■ SUPPLIED ENTRIES:
----------------

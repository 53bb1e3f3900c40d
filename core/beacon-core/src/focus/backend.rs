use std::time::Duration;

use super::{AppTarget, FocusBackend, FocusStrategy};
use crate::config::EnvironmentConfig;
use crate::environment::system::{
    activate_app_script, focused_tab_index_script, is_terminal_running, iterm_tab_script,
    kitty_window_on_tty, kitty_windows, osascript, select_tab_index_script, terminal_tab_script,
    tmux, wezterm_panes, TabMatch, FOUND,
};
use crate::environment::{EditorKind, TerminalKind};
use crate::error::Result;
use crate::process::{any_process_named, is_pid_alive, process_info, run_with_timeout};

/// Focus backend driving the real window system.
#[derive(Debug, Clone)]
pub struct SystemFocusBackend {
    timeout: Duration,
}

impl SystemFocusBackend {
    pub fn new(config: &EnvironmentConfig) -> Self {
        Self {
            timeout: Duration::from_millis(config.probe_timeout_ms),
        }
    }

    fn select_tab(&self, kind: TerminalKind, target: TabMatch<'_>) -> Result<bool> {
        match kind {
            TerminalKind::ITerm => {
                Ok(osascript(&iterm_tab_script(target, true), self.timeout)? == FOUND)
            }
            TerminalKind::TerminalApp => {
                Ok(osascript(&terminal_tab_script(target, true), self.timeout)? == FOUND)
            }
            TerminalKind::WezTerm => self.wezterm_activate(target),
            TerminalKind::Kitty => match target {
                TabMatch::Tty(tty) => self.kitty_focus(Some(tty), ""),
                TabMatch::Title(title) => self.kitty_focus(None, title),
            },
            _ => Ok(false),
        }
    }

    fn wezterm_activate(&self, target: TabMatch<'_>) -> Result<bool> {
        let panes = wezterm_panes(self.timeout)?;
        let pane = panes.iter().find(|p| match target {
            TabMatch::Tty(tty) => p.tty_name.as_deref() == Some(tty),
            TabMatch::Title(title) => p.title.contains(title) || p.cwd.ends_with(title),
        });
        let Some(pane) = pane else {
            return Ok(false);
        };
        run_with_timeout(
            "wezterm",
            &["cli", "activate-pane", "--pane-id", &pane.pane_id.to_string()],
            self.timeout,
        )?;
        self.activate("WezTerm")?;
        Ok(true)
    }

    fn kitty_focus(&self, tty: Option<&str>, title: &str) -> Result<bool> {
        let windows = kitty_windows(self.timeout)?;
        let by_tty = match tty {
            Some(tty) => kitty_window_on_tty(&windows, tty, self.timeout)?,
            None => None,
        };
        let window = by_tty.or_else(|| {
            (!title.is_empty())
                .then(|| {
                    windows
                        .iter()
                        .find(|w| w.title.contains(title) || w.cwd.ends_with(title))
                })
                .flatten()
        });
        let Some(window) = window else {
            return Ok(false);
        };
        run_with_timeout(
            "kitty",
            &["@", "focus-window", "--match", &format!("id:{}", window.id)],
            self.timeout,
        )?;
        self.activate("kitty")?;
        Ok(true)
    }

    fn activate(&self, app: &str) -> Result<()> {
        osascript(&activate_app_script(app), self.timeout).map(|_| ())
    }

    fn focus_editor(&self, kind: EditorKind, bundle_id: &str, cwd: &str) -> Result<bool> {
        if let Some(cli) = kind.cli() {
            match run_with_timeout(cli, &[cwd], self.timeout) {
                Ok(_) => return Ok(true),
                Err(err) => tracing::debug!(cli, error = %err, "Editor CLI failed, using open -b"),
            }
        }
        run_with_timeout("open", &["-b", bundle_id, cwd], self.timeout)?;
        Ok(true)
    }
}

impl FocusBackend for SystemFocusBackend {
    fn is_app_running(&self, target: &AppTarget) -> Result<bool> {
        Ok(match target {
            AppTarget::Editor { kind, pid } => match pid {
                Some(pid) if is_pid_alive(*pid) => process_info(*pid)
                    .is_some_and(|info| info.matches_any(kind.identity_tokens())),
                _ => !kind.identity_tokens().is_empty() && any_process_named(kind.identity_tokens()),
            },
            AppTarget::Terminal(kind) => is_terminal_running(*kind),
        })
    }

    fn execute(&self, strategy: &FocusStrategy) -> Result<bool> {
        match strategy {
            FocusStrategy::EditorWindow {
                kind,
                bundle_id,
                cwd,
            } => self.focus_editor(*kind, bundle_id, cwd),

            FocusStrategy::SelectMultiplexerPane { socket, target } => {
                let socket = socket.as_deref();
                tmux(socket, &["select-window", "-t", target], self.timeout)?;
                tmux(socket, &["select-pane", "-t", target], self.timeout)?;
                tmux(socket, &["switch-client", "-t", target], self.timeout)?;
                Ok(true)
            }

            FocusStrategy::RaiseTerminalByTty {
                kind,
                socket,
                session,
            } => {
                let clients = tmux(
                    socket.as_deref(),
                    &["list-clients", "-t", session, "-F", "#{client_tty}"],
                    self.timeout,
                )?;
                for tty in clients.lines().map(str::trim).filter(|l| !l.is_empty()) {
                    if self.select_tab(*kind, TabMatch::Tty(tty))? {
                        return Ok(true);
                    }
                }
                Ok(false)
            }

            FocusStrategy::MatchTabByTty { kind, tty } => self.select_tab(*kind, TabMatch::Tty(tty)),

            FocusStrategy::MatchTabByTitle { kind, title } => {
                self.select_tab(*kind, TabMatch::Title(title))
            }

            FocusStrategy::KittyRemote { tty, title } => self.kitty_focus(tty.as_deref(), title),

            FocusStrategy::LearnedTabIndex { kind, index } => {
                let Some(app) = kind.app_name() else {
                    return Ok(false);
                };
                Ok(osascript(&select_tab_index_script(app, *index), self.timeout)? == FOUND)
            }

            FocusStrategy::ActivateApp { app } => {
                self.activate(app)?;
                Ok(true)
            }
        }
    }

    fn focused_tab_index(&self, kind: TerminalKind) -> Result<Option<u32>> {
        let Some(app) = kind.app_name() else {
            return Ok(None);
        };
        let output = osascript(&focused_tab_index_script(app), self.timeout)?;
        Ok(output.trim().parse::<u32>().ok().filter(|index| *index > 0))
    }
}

----------------

■ ASSIGNMENT: Look through the entries for the string "error". Every line that has it belongs in the answer.

■ WRITTEN REPLY:
use crate::error::Result;
                Err(err) => tracing::debug!(cli, error = %err, "Editor CLI failed, using open -b"),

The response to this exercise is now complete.